13 March 2003
Too Much is Enough!
Government should take immediate steps to scrap PPA and to stop the ballooning power rates!
Consumers continue to suffer from government’s inability to protect them, amid the left and right increases in power rates.
We, the Freedom from Debt Coalition, decry the government’s failure to decisively address the increasing PPA, and its inability to protect consumers, especially the poor. Consumers should not be forced to pay for electricity that they did not consume, nor for electricity that was not produced.
When President Arroyo called for a reduction in the PPA in May 2002, the PPA dropped to P1.7/kWh in July 2002 from P3.3/kWh in May 2002. But the GMA policy to reduce the PPA proved to be a mere palliative to appease consumers. Since then, the PPA has increased to P2.784/kWh and could even surpass the levels of the pre-suspension rates.
This month, there will be yet another 11.5-centavo increase, bringing the PPA to P2.899/kWh. Meralco justifies the increase because of fluctuations in fuel prices and foreign exchange.
The Energy Regulatory Commission (ERC) has also approved the collection of Meralco’s deferred PPA, amounting to P5.76 billion. The deferred PPA represents Meralco’s under-recovered amount from January 2000 to September 2002. The collection of the deferred PPA will be implemented once ERC also approves Meralco’s rate unbundling application.
This increase in PPA collection will come on top of Meralco’s P1.12/kWh rates increase petition, which is consolidated with its unbundling of rates application. The ERC is set to decide on Meralco’s rate unbundling petition within the next few weeks.
Further, Meralco has yet to refund P28-billion, the estimated amount of income tax expenses which it passed on to consumers since 1994. The Supreme Court already ordered Meralco to refund the amount to consumers.
FDC believes that government should take immediate steps to get us out of the rut. The immediate and necessary steps that it should take are the following:
Cancel IPP contracts that contain onerous provisions proven to be grossly disadvantageous to both government and consumers. The oppressive PPA is a result of onerous provisions of IPP contracts, where consumers are forced to pay for electricity they did not consumed, or electricity that IPPs did not produced.
The on-going government renegotiation should not fall short of canceling IPP contracts containing onerous provisions.
2. Compel and ensure Meralco to renegotiate its contract with its affiliated IPPs to scale down the PPA.
Meralco maintains an exclusive contract to buy power with Quezon Power and the Lopez-owned First Gas Power (Sta. Rita and San Lorenzo). It also has a 10-year power supply agreement with National Power Corporation (NPC).
Meralco sources its power requirements from Quezon Power at P6.54/kWh, First Gas-Sta. Rita at P5.41/kWh, First Gas-San Lorenzo at P4.89/kWh, and NPC at P3.62/kWh.
It is very disturbing that Meralco pays for higher electricity when there is a cheaper supplier available.

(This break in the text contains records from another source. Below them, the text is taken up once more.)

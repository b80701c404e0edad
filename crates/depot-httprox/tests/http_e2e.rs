//! End-to-end tests: a real proxy on a random port, real stores on disk, and
//! a `TestServer` standing in for the upstream origin.

use depot_httprox::{HttproxConfig, MitmConfig, ProxyHandle, ProxyServer, TrackingType, UserPass};
use depot_model::{ArtifactStore, ChangeSummary, StoreKey, GENERIC_PKG_KEY};
use depot_remote::{HttpFetcher, SiteConfig, TestServer};
use depot_store::{
    ContentAccess, FileContentManager, FileStoreRegistry, MemoryNotFoundCache, StoreLayout,
    StoreRegistry, TransferFlags,
};
use rcgen::{BasicConstraints, CertificateParams, DnType, IsCa, KeyPair};
use std::collections::BTreeMap;
use std::net::SocketAddr;
use std::sync::Arc;
use std::time::Duration;
use tokio::io::{AsyncReadExt, AsyncWriteExt};
use tokio::net::TcpStream;

struct Proxy {
    _dir: tempfile::TempDir,
    registry: Arc<FileStoreRegistry>,
    content: Arc<FileContentManager>,
    handle: ProxyHandle,
}

impl Proxy {
    fn addr(&self) -> SocketAddr {
        self.handle.local_addr()
    }
}

async fn start_proxy(config: HttproxConfig) -> Proxy {
    let dir = tempfile::tempdir().unwrap();
    start_proxy_in(dir, config).await
}

async fn start_proxy_in(dir: tempfile::TempDir, config: HttproxConfig) -> Proxy {
    let layout = StoreLayout::new(dir.path().join("store"));
    layout.initialize().unwrap();
    let registry = Arc::new(FileStoreRegistry::open(layout.clone()).unwrap());
    let content = Arc::new(
        FileContentManager::new(layout, registry.clone(), Arc::new(MemoryNotFoundCache::new()))
            .with_fetcher(Arc::new(HttpFetcher::new(SiteConfig::default().with_timeout(5)))),
    );
    let server = ProxyServer::builder(config, registry.clone(), content.clone())
        .build()
        .unwrap();
    let handle = server.spawn("127.0.0.1:0".parse().unwrap()).await.unwrap();
    Proxy {
        _dir: dir,
        registry,
        content,
        handle,
    }
}

/// Send `request` in two writes and read until the proxy closes.
async fn exchange(addr: SocketAddr, request: &str) -> String {
    let mut stream = TcpStream::connect(addr).await.unwrap();
    let (head, tail) = request.split_at(request.len() / 2);
    stream.write_all(head.as_bytes()).await.unwrap();
    stream.flush().await.unwrap();
    tokio::time::sleep(Duration::from_millis(20)).await;
    stream.write_all(tail.as_bytes()).await.unwrap();
    let mut response = Vec::new();
    tokio::time::timeout(Duration::from_secs(10), stream.read_to_end(&mut response))
        .await
        .unwrap()
        .unwrap();
    String::from_utf8(response).unwrap()
}

fn status_of(response: &str) -> u16 {
    response
        .split_whitespace()
        .nth(1)
        .and_then(|s| s.parse().ok())
        .unwrap()
}

fn body_of(response: &str) -> &str {
    response.split_once("\r\n\r\n").map_or("", |(_, body)| body)
}

fn get(url: &str, credentials: Option<&UserPass>) -> String {
    let auth = credentials
        .map(|up| format!("Proxy-Authorization: {}\r\n", up.to_basic()))
        .unwrap_or_default();
    format!("GET {url} HTTP/1.1\r\nHost: upstream\r\n{auth}\r\n")
}

#[tokio::test(flavor = "multi_thread", worker_threads = 2)]
async fn secured_proxy_challenges_anonymous_requests() {
    let config = HttproxConfig {
        secured: true,
        users: BTreeMap::from([("alice".to_owned(), "s3cret".to_owned())]),
        ..HttproxConfig::default()
    };
    let proxy = start_proxy(config).await;

    let response = exchange(proxy.addr(), &get("http://127.0.0.1:9/a.txt", None)).await;
    assert_eq!(status_of(&response), 407);
    assert!(response.contains("Proxy-Authenticate: Basic realm=\"httprox\""));

    let wrong = UserPass::new("alice", "nope");
    let response = exchange(proxy.addr(), &get("http://127.0.0.1:9/a.txt", Some(&wrong))).await;
    assert_eq!(status_of(&response), 407);
}

#[tokio::test(flavor = "multi_thread", worker_threads = 2)]
async fn unsupported_methods_are_rejected() {
    let proxy = start_proxy(HttproxConfig::default()).await;
    let response = exchange(
        proxy.addr(),
        "PUT http://127.0.0.1:9/a.txt HTTP/1.1\r\nContent-Length: 0\r\n\r\n",
    )
    .await;
    assert_eq!(status_of(&response), 405);
}

#[tokio::test(flavor = "multi_thread", worker_threads = 2)]
async fn options_lists_allowed_methods() {
    let proxy = start_proxy(HttproxConfig::default()).await;
    let response = exchange(proxy.addr(), "OPTIONS * HTTP/1.1\r\nHost: x\r\n\r\n").await;
    assert_eq!(status_of(&response), 200);
    assert!(response.contains("Allow: GET,HEAD,OPTIONS"));
}

#[tokio::test(flavor = "multi_thread", worker_threads = 2)]
async fn connect_without_mitm_is_a_bad_request() {
    let proxy = start_proxy(HttproxConfig::default()).await;
    let response = exchange(
        proxy.addr(),
        "CONNECT example.test:443 HTTP/1.1\r\nHost: example.test:443\r\n\r\n",
    )
    .await;
    assert_eq!(status_of(&response), 400);
    assert!(body_of(&response).contains("MITM is disabled"));
}

#[tokio::test(flavor = "multi_thread", worker_threads = 2)]
async fn malformed_request_is_a_bad_request() {
    let proxy = start_proxy(HttproxConfig::default()).await;
    let response = exchange(proxy.addr(), "NOT A REQUEST\r\n\r\n").await;
    assert_eq!(status_of(&response), 400);
}

#[tokio::test(flavor = "multi_thread", worker_threads = 2)]
async fn get_creates_remote_and_serves_upstream_content() {
    let upstream = TestServer::start();
    upstream.put_file("lib/a.txt", b"hello from upstream");
    let proxy = start_proxy(HttproxConfig::default()).await;

    let url = format!("{}/lib/a.txt", upstream.url);
    let response = exchange(proxy.addr(), &get(&url, None)).await;
    assert_eq!(status_of(&response), 200);
    assert_eq!(body_of(&response), "hello from upstream");

    let key = StoreKey::remote(GENERIC_PKG_KEY, format!("httprox_127-0-0-1_{}", upstream.port));
    let remote = proxy.registry.get(&key).unwrap().expect("remote store created");
    assert_eq!(remote.remote_url(), Some(format!("{}/", upstream.url).as_str()));
    assert_eq!(remote.metadata("origin"), Some("httprox"));

    // Second request is served from the cache.
    let response = exchange(proxy.addr(), &get(&url, None)).await;
    assert_eq!(body_of(&response), "hello from upstream");
    let gets = upstream
        .received()
        .into_iter()
        .filter(|r| r.method == "GET")
        .count();
    assert_eq!(gets, 1);
    assert_eq!(proxy.registry.list().unwrap().len(), 1);
}

#[tokio::test(flavor = "multi_thread", worker_threads = 2)]
async fn head_returns_headers_only() {
    let upstream = TestServer::start();
    upstream.put_file("a.bin", b"0123456789");
    let proxy = start_proxy(HttproxConfig::default()).await;

    let url = format!("{}/a.bin", upstream.url);
    let response = exchange(proxy.addr(), &format!("HEAD {url} HTTP/1.1\r\nHost: x\r\n\r\n")).await;
    assert_eq!(status_of(&response), 200);
    assert!(response.contains("Content-Length: 10"));
    assert_eq!(body_of(&response), "");
}

#[tokio::test(flavor = "multi_thread", worker_threads = 2)]
async fn missing_upstream_path_is_not_found() {
    let upstream = TestServer::start();
    let proxy = start_proxy(HttproxConfig::default()).await;
    let url = format!("{}/missing.txt", upstream.url);
    let response = exchange(proxy.addr(), &get(&url, None)).await;
    assert_eq!(status_of(&response), 404);
    assert!(body_of(&response).contains("missing.txt"));
}

#[tokio::test(flavor = "multi_thread", worker_threads = 2)]
async fn unreachable_origin_is_a_bad_gateway() {
    let closed = std::net::TcpListener::bind("127.0.0.1:0").unwrap();
    let port = closed.local_addr().unwrap().port();
    drop(closed);
    let proxy = start_proxy(HttproxConfig::default()).await;
    let url = format!("http://127.0.0.1:{port}/pkg/a.txt");
    let response = exchange(proxy.addr(), &get(&url, None)).await;
    assert_eq!(status_of(&response), 502);
    assert!(body_of(&response).contains("upstream fetch failed"));
}

#[tokio::test(flavor = "multi_thread", worker_threads = 2)]
async fn tracked_user_gets_hosted_remote_group() {
    let upstream = TestServer::start();
    upstream.put_file("a.txt", b"tracked");
    let config = HttproxConfig {
        tracking: TrackingType::Suffix,
        users: BTreeMap::from([("build-7+tracking".to_owned(), "pw".to_owned())]),
        ..HttproxConfig::default()
    };
    let proxy = start_proxy(config).await;

    let user = UserPass::new("build-7+tracking", "pw");
    let url = format!("{}/a.txt", upstream.url);
    let response = exchange(proxy.addr(), &get(&url, Some(&user))).await;
    assert_eq!(status_of(&response), 200);
    assert_eq!(body_of(&response), "tracked");

    let port = upstream.port;
    let group = proxy
        .registry
        .get(&StoreKey::group(GENERIC_PKG_KEY, format!("g-127-0-0-1-{port}-build-7")))
        .unwrap()
        .expect("group created");
    assert_eq!(group.metadata("tracking-id"), Some("build-7"));
    assert_eq!(
        group.constituents(),
        &[
            StoreKey::hosted(GENERIC_PKG_KEY, format!("h-127-0-0-1-{port}-build-7")),
            StoreKey::remote(GENERIC_PKG_KEY, format!("r-127-0-0-1-{port}-build-7")),
        ]
    );
}

#[tokio::test(flavor = "multi_thread", worker_threads = 2)]
async fn connect_is_intercepted_and_served_from_store() {
    let dir = tempfile::tempdir().unwrap();
    let ca_key = KeyPair::generate().unwrap();
    let mut params = CertificateParams::default();
    params.distinguished_name.push(DnType::CommonName, "depot e2e CA");
    params.is_ca = IsCa::Ca(BasicConstraints::Unconstrained);
    let ca_cert = params.self_signed(&ca_key).unwrap();
    let cert_path = dir.path().join("ca.pem");
    let key_path = dir.path().join("ca.key");
    std::fs::write(&cert_path, ca_cert.pem()).unwrap();
    std::fs::write(&key_path, ca_key.serialize_pem()).unwrap();

    let mut mitm = MitmConfig::new(&cert_path, &key_path);
    mitm.connect_backoff_ms = 10;
    let config = HttproxConfig {
        mitm: Some(mitm),
        ..HttproxConfig::default()
    };
    let proxy = start_proxy_in(dir, config).await;

    let remote = ArtifactStore::remote(
        StoreKey::remote(GENERIC_PKG_KEY, "httprox_example-test_443"),
        "https://example.test:443/",
    )
    .with_metadata("origin", "httprox");
    proxy
        .registry
        .save(remote.clone(), &ChangeSummary::system("seed"))
        .unwrap();
    proxy
        .content
        .store(&remote, "pkg/a.txt", &mut &b"secret bytes"[..], TransferFlags::default())
        .unwrap();

    let mut stream = TcpStream::connect(proxy.addr()).await.unwrap();
    stream
        .write_all(b"CONNECT example.test:443 HTTP/1.1\r\nHost: example.test:443\r\n\r\n")
        .await
        .unwrap();
    let established = b"HTTP/1.1 200 OK\r\n\r\n";
    let mut head = vec![0u8; established.len()];
    stream.read_exact(&mut head).await.unwrap();
    assert_eq!(head, established);

    let mut roots = rustls::RootCertStore::empty();
    roots.add(ca_cert.der().clone()).unwrap();
    let client = rustls::ClientConfig::builder_with_provider(Arc::new(
        rustls::crypto::ring::default_provider(),
    ))
    .with_safe_default_protocol_versions()
    .unwrap()
    .with_root_certificates(roots)
    .with_no_client_auth();
    let connector = tokio_rustls::TlsConnector::from(Arc::new(client));
    let name = rustls::pki_types::ServerName::try_from("example.test").unwrap();
    let mut tls = connector.connect(name, stream).await.unwrap();

    tls.write_all(b"GET /pkg/a.txt?x=1 HTTP/1.1\r\nHost: example.test\r\n\r\n")
        .await
        .unwrap();
    let mut response = Vec::new();
    tokio::time::timeout(Duration::from_secs(10), tls.read_to_end(&mut response))
        .await
        .unwrap()
        .unwrap();
    let response = String::from_utf8(response).unwrap();
    assert_eq!(status_of(&response), 200);
    assert_eq!(body_of(&response), "secret bytes");
}

#[tokio::test(flavor = "multi_thread", worker_threads = 2)]
async fn shutdown_stops_accepting() {
    let proxy = start_proxy(HttproxConfig::default()).await;
    let addr = proxy.addr();
    proxy.handle.shutdown().await;
    let attempt = tokio::time::timeout(Duration::from_secs(2), async {
        let mut stream = TcpStream::connect(addr).await?;
        stream.write_all(b"OPTIONS * HTTP/1.1\r\n\r\n").await?;
        let mut buf = Vec::new();
        stream.read_to_end(&mut buf).await?;
        Ok::<_, std::io::Error>(buf)
    })
    .await;
    assert!(!matches!(attempt, Ok(Ok(ref buf)) if !buf.is_empty()));
}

If Meralco wants to save money, it should buy its energy requirements from the cheapest source, which is NPC. But why does it buy power from IPPs that have higher rates if not only to funnel money from Meralco to the Lopez-owned IPPs?
The government should exert its political will and moral suasion to compel Meralco to renegotiate its contracts with its IPPs and lower the PPA that it unjustly collects from consumers.
3. Full public disclosure of the results in the on-going government renegotiation with the IPPs.
Government announced that it saved around P44 billion by renegotiating some IPPs of NPC. Despite this pronouncement, consumers continue to groan under the oppressive burden of higher electricity rates.
Any savings through the renegotiation should translate into an immediate relief to consumers.
Aside from translating these savings into lower PPA, it is the government’s responsibility to the people to fully disclose, not only the details of the renegotiation efforts, but more importantly the results of the review. The government should expose the onerous nature of the contracts and the IPPs that unduly profit from the public.
4. Refund Meralco’s overcollection of P28 billion into consumer shares of ownership. Government should speed up the P28-billion refund of Meralco’s excess collection, convert this amount into consumer shares of ownership, and democratize the ownership and management of Meralco.
Consumers have been reeling under the oppressive rates that Meralco unduly imposes on them. The high power rates are matters that consumers can no longer bear. That is why government should immediately refund the P28-billion, and convert it into consumer shares of ownership. By owning Meralco and democratizing its management, consumers can ensure that the public is protected from unjust power rates.